Your answer should hold all lines of the entries that include the word "generated".

Data below:

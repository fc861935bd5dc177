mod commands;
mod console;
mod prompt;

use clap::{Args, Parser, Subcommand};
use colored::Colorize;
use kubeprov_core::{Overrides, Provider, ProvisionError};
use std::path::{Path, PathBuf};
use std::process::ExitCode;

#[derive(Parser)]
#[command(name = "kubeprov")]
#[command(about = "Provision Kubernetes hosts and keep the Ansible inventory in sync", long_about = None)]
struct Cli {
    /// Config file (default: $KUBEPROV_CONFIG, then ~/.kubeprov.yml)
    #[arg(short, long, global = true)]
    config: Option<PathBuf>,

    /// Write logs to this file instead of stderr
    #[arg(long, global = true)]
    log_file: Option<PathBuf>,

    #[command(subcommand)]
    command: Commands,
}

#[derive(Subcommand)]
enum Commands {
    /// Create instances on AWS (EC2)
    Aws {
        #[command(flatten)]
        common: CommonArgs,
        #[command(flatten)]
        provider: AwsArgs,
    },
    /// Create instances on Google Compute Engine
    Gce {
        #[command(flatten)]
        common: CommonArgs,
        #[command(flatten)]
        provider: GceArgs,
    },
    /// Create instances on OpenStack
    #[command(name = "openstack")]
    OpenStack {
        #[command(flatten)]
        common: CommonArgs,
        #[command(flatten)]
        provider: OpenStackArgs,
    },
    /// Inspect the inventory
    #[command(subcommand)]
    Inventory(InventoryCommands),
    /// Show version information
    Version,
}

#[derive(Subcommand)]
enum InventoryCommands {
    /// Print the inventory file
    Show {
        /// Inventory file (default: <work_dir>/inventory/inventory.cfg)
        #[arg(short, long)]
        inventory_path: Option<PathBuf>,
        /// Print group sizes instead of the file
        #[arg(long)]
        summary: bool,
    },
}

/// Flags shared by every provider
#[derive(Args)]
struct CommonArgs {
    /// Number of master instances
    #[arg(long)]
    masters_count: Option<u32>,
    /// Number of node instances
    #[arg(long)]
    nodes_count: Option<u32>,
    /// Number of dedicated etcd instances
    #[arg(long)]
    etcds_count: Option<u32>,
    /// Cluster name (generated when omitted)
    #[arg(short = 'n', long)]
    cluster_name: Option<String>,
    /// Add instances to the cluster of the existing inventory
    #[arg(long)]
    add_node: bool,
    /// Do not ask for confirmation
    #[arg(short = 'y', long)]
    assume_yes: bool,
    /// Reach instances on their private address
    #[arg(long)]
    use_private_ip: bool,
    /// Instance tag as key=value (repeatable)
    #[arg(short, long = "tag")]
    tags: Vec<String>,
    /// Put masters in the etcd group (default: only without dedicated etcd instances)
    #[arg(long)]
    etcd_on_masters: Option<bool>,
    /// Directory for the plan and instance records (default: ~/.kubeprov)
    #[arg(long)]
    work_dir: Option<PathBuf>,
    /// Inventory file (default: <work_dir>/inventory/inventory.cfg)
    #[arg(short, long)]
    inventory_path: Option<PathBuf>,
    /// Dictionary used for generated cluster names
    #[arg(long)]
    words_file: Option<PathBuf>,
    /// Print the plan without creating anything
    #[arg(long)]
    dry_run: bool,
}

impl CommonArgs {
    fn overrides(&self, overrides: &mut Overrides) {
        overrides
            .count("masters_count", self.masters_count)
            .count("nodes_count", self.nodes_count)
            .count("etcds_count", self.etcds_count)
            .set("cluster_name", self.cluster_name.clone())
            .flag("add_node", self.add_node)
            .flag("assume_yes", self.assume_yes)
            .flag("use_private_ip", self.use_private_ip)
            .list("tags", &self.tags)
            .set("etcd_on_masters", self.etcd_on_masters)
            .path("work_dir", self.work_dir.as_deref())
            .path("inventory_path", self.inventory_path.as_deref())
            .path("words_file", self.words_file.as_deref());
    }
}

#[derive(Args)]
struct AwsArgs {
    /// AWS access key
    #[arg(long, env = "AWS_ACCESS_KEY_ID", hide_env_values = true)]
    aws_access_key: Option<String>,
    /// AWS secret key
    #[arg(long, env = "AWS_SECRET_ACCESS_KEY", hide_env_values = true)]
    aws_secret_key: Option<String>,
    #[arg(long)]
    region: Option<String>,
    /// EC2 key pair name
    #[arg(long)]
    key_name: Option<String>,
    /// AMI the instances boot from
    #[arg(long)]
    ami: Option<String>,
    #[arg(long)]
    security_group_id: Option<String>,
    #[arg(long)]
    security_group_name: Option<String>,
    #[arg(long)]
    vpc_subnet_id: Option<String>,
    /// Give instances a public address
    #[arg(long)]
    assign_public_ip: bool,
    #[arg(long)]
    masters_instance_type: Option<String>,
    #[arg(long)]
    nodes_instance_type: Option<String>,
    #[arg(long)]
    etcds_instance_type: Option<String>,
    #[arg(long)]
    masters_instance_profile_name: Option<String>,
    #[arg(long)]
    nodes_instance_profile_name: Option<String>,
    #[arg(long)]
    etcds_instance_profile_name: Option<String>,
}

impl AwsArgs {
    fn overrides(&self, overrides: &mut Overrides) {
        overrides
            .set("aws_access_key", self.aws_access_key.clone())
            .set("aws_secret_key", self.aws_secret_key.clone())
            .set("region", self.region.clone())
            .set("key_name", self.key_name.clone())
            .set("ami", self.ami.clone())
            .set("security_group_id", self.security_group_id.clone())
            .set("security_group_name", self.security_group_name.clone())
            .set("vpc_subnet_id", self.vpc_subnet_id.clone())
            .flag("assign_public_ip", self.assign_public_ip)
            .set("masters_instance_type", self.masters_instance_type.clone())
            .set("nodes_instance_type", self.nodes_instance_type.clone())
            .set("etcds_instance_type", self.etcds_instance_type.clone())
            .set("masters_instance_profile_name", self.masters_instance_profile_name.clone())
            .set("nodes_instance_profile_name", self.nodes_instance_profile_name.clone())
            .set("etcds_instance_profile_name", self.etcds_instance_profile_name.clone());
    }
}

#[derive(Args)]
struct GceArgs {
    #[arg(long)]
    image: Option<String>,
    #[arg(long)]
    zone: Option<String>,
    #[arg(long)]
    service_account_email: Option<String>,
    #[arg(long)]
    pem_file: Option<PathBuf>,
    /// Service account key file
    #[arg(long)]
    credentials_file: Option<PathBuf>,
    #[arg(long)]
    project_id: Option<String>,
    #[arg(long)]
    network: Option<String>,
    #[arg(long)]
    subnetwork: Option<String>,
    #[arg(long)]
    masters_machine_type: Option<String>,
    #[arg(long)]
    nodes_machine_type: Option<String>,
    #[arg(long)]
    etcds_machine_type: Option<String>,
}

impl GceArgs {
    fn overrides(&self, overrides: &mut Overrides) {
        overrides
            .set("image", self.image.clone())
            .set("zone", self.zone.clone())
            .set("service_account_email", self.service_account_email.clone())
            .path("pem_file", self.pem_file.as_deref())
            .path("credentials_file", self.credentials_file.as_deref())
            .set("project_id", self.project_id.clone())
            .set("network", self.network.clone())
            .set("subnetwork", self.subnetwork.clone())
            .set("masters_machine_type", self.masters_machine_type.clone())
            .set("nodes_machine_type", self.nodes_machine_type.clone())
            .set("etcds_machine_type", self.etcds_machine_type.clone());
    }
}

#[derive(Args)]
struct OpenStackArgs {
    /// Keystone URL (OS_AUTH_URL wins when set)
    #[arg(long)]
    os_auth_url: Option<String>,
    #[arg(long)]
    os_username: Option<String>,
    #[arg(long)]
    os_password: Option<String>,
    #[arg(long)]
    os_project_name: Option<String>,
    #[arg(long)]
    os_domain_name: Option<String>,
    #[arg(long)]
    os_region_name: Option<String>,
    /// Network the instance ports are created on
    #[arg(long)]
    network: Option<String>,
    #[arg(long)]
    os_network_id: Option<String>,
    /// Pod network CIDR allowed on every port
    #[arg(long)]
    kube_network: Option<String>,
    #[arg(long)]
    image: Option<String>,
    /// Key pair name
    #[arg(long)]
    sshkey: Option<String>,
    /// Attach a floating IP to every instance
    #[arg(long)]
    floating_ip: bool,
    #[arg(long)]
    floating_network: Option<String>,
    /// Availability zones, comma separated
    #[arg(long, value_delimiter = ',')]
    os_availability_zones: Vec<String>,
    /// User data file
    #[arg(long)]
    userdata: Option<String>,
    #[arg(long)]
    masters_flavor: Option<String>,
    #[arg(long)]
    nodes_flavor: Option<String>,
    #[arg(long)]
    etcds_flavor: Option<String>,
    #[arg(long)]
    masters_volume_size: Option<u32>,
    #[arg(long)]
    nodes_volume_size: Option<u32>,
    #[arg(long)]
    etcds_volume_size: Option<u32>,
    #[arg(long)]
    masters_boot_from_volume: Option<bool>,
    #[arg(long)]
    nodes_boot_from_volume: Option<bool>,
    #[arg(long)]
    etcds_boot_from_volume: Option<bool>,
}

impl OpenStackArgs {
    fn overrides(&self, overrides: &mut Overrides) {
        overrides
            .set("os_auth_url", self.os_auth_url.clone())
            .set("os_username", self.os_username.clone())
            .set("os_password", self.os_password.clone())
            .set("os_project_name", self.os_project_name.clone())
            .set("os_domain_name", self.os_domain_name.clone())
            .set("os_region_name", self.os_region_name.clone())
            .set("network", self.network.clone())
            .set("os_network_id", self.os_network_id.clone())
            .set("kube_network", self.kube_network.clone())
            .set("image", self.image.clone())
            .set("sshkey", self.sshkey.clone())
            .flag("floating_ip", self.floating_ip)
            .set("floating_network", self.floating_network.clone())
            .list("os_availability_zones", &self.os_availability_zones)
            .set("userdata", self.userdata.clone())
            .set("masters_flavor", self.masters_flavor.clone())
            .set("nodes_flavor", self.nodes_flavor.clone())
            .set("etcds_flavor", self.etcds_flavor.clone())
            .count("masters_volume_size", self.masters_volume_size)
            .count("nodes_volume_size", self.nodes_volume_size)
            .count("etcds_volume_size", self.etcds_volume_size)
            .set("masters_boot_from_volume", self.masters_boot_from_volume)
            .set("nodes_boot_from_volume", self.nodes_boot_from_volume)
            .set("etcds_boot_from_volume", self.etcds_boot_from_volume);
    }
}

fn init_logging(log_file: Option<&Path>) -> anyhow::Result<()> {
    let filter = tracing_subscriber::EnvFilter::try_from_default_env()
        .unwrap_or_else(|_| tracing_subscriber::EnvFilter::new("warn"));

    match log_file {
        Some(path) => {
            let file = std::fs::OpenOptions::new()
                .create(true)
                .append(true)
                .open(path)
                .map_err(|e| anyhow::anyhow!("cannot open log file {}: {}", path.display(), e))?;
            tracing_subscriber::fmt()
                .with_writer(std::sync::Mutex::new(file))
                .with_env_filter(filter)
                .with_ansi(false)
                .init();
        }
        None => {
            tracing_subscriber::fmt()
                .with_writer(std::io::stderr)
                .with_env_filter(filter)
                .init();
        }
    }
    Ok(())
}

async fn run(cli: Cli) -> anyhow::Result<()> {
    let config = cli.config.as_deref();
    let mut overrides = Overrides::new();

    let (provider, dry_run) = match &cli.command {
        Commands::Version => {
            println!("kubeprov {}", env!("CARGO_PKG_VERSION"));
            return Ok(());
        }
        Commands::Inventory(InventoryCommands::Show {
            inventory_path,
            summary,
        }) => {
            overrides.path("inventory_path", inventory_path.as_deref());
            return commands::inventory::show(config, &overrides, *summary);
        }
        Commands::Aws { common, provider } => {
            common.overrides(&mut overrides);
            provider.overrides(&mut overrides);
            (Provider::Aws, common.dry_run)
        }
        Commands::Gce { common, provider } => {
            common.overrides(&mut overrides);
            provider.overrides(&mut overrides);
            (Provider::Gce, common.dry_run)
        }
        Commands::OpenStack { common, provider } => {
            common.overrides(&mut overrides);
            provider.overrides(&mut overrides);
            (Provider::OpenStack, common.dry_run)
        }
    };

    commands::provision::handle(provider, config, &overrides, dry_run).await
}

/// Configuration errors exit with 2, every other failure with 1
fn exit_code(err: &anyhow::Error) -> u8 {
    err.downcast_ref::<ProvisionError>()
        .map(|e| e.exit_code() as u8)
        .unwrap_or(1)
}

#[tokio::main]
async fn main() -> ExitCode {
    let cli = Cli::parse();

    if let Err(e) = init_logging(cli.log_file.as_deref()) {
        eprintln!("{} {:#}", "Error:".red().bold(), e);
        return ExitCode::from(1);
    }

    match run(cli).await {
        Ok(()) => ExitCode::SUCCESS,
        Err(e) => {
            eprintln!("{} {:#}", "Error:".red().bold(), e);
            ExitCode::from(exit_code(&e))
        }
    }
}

End of Data.
Data below:

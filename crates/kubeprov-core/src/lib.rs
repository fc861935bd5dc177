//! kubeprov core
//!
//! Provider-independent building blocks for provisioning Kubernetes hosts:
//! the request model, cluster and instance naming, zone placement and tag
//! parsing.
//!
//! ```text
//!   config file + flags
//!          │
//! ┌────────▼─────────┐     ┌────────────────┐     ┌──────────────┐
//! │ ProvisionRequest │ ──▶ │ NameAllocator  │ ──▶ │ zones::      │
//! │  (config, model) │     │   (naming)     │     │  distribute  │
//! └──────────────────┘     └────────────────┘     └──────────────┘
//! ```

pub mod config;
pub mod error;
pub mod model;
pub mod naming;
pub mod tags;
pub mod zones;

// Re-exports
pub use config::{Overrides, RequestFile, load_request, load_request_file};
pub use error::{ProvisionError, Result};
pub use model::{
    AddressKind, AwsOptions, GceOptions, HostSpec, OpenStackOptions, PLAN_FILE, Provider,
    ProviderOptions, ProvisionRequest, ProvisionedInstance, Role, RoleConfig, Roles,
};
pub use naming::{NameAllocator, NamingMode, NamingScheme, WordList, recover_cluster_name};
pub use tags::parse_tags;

End of Data.
Data below:

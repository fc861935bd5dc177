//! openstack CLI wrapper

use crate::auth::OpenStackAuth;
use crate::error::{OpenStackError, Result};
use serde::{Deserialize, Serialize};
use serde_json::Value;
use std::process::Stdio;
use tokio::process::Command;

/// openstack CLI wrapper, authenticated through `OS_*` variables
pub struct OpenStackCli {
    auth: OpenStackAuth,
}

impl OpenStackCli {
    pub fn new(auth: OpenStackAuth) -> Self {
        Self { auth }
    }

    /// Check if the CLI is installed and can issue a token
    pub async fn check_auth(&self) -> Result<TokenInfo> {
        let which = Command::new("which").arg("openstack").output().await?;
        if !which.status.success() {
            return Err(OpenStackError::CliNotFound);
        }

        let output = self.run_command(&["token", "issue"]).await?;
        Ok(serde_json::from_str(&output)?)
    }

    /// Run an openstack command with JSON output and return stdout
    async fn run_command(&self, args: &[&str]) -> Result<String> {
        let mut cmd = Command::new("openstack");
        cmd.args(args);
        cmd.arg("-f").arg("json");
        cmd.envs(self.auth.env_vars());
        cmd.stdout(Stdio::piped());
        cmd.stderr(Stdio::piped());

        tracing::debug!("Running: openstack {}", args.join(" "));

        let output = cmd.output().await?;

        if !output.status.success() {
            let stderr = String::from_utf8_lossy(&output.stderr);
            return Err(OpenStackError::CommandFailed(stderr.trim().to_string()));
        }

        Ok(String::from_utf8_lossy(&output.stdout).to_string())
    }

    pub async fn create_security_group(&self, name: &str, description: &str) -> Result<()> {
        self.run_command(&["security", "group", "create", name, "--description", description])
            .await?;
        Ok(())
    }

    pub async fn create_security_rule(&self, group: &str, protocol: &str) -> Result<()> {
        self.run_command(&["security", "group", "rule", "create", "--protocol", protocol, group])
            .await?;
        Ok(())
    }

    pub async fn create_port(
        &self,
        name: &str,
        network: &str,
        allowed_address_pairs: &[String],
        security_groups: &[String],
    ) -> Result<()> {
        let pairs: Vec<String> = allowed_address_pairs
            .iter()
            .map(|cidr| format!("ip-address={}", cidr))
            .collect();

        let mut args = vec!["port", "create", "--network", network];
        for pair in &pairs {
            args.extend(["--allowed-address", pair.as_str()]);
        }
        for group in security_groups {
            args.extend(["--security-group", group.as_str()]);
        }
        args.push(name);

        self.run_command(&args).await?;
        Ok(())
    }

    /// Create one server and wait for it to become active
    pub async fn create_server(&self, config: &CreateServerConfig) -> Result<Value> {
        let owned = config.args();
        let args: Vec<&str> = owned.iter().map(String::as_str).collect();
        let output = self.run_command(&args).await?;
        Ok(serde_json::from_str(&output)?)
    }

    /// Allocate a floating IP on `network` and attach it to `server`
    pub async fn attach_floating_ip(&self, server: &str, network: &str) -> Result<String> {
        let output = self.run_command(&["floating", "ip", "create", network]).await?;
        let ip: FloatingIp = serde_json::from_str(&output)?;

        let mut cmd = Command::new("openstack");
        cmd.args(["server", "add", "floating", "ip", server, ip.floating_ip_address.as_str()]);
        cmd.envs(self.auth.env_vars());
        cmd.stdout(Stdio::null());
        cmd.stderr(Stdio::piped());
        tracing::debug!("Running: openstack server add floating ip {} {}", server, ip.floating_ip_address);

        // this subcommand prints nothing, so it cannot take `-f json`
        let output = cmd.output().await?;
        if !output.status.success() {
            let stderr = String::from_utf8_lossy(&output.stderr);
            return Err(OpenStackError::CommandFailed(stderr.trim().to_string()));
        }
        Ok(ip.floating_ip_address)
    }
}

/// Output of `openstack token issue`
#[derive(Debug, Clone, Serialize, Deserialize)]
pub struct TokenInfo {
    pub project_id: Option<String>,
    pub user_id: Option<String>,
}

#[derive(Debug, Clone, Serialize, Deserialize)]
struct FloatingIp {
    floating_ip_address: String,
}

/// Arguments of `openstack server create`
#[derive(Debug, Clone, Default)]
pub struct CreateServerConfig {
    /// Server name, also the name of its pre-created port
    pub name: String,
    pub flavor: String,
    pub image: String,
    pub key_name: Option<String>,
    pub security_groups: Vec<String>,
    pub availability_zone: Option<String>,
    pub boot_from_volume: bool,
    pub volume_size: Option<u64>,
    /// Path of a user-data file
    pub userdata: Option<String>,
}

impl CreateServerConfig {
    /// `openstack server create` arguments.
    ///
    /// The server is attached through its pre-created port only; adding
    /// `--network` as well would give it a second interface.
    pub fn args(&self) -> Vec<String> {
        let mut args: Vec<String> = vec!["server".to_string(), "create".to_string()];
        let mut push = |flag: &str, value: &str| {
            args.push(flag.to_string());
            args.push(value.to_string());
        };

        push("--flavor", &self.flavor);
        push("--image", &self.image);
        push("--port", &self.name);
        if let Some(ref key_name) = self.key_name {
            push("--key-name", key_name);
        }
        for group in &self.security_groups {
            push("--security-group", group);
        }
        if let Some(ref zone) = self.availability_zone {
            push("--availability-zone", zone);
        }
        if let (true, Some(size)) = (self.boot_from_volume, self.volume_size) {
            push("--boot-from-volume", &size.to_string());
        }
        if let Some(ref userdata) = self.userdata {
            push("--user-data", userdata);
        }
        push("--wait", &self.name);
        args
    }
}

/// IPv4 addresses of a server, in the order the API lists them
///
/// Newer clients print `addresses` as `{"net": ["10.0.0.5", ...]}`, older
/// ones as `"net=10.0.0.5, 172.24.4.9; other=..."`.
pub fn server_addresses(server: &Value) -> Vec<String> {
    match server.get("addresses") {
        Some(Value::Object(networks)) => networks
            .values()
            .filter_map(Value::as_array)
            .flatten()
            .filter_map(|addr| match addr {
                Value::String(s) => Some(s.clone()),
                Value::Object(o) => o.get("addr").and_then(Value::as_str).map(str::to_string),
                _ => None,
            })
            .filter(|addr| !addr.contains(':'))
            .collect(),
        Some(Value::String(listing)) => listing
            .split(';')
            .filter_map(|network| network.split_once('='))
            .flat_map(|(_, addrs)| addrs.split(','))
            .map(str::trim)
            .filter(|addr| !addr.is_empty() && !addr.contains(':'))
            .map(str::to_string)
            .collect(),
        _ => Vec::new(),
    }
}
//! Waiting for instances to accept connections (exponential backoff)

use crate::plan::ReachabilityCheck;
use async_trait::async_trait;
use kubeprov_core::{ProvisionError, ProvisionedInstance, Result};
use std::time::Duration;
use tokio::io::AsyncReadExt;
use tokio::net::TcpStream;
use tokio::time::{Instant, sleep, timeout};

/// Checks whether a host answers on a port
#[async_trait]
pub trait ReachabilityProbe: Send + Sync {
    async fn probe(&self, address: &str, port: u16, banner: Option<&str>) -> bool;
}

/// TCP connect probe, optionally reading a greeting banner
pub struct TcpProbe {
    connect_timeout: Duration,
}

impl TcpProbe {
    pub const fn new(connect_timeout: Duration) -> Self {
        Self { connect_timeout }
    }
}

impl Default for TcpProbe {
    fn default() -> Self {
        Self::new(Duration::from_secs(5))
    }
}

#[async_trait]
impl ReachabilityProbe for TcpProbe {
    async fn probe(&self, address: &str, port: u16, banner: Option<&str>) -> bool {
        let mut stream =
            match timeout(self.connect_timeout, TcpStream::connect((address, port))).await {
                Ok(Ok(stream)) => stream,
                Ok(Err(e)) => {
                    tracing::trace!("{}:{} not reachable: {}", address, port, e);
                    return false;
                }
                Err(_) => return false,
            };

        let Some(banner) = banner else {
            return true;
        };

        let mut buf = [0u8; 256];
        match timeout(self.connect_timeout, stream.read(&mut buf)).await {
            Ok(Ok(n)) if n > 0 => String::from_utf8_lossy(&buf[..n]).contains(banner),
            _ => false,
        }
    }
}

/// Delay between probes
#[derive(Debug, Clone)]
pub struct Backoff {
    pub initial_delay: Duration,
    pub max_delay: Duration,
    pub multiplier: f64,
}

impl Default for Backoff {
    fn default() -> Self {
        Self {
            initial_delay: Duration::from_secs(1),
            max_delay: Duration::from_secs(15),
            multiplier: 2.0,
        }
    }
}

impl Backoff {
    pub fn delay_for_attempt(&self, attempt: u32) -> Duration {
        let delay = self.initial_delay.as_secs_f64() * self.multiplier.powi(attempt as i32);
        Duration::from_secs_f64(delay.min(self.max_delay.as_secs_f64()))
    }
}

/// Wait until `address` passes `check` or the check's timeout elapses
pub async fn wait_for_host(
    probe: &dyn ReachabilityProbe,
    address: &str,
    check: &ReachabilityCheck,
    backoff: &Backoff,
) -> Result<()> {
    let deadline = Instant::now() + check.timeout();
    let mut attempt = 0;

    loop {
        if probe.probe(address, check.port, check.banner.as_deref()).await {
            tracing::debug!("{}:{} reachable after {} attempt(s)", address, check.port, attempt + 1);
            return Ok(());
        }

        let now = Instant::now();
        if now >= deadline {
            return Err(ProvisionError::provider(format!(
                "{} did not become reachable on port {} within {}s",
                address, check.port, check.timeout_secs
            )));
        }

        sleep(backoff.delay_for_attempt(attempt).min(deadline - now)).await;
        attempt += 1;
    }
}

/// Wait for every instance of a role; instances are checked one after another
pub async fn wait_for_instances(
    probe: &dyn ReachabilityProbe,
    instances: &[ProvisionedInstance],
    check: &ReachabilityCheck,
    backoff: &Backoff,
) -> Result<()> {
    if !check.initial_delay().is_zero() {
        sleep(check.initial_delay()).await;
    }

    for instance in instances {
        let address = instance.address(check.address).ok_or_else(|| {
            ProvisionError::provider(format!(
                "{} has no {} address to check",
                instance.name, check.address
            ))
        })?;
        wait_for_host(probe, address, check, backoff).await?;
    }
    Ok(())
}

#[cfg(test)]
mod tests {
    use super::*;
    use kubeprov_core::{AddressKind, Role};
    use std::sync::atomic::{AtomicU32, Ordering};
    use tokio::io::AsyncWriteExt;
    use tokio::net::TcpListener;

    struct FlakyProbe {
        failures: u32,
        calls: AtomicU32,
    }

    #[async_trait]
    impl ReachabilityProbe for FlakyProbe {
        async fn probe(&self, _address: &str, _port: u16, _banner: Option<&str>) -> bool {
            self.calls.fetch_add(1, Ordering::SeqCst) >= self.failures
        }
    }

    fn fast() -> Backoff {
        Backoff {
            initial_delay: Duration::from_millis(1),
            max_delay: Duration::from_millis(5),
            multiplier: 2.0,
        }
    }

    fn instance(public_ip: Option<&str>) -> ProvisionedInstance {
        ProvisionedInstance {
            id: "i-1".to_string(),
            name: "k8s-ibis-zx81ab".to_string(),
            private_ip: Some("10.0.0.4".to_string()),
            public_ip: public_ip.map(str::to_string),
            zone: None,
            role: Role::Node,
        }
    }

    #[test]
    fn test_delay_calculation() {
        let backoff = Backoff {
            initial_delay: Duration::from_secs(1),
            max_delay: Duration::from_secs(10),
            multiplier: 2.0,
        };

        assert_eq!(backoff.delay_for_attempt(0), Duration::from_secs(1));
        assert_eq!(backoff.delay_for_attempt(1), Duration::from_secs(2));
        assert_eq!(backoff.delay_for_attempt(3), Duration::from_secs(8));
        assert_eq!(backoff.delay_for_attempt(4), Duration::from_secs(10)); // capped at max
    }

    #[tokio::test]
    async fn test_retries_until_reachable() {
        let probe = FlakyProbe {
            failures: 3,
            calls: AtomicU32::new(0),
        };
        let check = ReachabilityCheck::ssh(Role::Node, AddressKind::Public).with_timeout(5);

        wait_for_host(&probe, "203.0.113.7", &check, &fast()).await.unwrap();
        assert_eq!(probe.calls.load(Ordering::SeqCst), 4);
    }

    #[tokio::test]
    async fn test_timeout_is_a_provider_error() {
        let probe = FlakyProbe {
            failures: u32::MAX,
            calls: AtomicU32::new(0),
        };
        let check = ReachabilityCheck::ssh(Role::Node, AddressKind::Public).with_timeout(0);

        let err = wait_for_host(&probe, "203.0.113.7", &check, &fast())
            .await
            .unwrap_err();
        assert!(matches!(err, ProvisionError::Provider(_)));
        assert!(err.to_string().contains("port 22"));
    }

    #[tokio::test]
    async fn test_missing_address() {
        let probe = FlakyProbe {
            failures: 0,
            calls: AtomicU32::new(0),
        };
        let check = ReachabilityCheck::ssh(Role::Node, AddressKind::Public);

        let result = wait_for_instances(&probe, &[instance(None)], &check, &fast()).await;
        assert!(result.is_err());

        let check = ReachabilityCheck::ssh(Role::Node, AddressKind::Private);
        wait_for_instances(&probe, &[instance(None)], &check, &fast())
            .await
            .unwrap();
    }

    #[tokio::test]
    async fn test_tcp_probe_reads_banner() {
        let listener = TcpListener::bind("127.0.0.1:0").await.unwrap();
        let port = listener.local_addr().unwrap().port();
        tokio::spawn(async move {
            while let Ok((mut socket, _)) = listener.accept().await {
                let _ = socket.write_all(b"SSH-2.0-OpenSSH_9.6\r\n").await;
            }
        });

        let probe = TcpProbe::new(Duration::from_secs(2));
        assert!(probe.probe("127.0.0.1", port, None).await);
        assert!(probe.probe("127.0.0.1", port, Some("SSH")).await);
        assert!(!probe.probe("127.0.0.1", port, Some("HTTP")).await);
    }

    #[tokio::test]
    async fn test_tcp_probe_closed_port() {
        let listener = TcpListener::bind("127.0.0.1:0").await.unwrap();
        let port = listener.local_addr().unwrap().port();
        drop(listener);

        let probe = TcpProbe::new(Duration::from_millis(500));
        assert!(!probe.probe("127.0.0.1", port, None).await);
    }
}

End of Data.

Response to this task →
    /// Cluster name (generated when omitted)
    /// Dictionary used for generated cluster names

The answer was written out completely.